→ Instructions for the task:
Once the line containing "debug!(file = %entry.file.display(), count" is found in the records below, return it and each following line exactly, up to and including the line containing "fn division_pattern() ->", and nothing else.

→ Input data:
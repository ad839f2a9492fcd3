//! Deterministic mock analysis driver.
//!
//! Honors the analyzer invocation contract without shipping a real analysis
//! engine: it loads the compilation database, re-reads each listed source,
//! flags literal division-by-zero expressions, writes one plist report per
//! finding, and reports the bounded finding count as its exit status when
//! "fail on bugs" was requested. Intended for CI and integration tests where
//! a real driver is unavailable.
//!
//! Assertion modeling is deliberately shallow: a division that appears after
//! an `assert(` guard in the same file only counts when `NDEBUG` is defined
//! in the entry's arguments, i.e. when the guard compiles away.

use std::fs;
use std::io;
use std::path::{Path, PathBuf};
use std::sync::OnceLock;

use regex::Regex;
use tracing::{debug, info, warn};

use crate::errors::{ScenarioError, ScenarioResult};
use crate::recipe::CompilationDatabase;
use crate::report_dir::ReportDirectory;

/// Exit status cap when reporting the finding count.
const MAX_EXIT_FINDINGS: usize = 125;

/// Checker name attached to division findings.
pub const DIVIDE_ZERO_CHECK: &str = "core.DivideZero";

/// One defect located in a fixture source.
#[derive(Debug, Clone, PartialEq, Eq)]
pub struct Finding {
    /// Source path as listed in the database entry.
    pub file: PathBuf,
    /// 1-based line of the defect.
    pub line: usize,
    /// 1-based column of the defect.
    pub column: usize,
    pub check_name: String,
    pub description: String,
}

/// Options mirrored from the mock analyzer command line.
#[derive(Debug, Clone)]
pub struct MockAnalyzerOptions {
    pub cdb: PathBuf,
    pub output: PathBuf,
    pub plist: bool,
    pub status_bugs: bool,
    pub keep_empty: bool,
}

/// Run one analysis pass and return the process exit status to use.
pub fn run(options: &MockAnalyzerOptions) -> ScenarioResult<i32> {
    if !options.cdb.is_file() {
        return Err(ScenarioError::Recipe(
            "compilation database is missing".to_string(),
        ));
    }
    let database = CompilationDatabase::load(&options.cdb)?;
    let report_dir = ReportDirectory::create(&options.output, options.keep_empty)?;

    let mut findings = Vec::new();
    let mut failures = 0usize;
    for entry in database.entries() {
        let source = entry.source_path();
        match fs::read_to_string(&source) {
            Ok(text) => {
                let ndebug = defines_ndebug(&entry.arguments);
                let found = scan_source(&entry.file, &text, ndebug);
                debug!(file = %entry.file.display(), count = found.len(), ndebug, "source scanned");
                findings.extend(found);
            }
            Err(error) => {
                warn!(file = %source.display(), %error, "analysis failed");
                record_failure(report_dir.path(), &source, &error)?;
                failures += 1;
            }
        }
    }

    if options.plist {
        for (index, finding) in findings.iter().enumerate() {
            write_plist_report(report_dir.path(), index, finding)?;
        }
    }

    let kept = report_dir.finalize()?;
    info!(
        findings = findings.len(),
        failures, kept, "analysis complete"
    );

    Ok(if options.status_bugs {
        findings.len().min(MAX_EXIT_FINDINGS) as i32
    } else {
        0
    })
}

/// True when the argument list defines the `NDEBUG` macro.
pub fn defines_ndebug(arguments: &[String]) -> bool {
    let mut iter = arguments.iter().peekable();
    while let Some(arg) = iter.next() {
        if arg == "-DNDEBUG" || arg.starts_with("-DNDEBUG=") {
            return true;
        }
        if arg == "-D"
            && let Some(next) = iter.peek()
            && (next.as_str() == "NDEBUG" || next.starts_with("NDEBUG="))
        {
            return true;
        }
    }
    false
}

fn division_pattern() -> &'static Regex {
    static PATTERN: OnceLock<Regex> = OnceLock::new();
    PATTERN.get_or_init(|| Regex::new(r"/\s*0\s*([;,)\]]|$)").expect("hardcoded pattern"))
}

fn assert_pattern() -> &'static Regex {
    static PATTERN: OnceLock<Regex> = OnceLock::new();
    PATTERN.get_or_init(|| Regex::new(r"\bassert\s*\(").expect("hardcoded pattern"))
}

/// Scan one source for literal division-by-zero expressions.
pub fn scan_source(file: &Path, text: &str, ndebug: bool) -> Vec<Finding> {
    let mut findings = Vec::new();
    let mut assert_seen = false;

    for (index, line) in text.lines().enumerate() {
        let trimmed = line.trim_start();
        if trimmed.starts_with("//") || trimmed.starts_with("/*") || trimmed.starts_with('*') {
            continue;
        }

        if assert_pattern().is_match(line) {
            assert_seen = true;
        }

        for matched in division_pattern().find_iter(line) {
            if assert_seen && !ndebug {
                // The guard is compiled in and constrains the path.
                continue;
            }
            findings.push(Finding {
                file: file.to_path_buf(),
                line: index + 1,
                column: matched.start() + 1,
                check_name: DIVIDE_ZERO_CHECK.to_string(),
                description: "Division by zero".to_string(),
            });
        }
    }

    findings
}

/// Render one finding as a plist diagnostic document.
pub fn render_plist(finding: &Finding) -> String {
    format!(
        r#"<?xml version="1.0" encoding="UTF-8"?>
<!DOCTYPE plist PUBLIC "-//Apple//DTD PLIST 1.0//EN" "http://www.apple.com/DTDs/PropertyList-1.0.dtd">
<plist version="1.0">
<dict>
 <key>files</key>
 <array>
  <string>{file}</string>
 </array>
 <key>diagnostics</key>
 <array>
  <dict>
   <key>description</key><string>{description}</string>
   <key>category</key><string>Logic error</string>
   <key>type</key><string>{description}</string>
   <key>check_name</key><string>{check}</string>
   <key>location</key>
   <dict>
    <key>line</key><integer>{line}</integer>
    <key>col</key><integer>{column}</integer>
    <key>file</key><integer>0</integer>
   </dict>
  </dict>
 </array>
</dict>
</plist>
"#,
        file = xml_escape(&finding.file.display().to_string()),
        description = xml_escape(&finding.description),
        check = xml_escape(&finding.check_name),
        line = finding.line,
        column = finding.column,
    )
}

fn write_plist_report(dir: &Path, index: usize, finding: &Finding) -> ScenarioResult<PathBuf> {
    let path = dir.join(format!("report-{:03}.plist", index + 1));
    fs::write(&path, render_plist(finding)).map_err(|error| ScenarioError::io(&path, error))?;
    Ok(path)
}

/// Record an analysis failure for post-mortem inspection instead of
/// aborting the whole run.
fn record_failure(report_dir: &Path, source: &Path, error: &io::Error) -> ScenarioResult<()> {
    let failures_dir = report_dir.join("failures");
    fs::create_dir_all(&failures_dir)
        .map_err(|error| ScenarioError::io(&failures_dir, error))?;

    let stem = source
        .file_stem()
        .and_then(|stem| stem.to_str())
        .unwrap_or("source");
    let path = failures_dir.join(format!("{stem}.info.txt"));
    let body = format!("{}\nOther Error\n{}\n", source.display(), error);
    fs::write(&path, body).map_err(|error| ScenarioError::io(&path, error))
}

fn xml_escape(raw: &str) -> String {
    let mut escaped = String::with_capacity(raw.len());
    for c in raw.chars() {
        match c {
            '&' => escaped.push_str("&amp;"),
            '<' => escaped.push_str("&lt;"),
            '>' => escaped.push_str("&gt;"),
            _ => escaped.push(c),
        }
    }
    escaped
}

==

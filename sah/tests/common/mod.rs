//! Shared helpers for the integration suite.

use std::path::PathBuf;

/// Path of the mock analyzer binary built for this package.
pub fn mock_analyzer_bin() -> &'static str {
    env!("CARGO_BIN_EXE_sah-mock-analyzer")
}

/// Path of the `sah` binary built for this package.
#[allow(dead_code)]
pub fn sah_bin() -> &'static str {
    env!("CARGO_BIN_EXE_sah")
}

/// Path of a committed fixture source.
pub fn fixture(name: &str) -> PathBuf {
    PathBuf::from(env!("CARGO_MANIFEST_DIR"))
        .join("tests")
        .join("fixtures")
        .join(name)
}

→ Written response:
                debug!(file = %entry.file.display(), count = found.len(), ndebug, "source scanned");
                findings.extend(found);
            }
            Err(error) => {
                warn!(file = %source.display(), %error, "analysis failed");
                record_failure(report_dir.path(), &source, &error)?;
                failures += 1;
            }
        }
    }

    if options.plist {
        for (index, finding) in findings.iter().enumerate() {
            write_plist_report(report_dir.path(), index, finding)?;
        }
    }

    let kept = report_dir.finalize()?;
    info!(
        findings = findings.len(),
        failures, kept, "analysis complete"
    );

    Ok(if options.status_bugs {
        findings.len().min(MAX_EXIT_FINDINGS) as i32
    } else {
        0
    })
}

/// True when the argument list defines the `NDEBUG` macro.
pub fn defines_ndebug(arguments: &[String]) -> bool {
    let mut iter = arguments.iter().peekable();
    while let Some(arg) = iter.next() {
        if arg == "-DNDEBUG" || arg.starts_with("-DNDEBUG=") {
            return true;
        }
        if arg == "-D"
            && let Some(next) = iter.peek()
            && (next.as_str() == "NDEBUG" || next.starts_with("NDEBUG="))
        {
            return true;
        }
    }
    false
}

fn division_pattern() -> &'static Regex {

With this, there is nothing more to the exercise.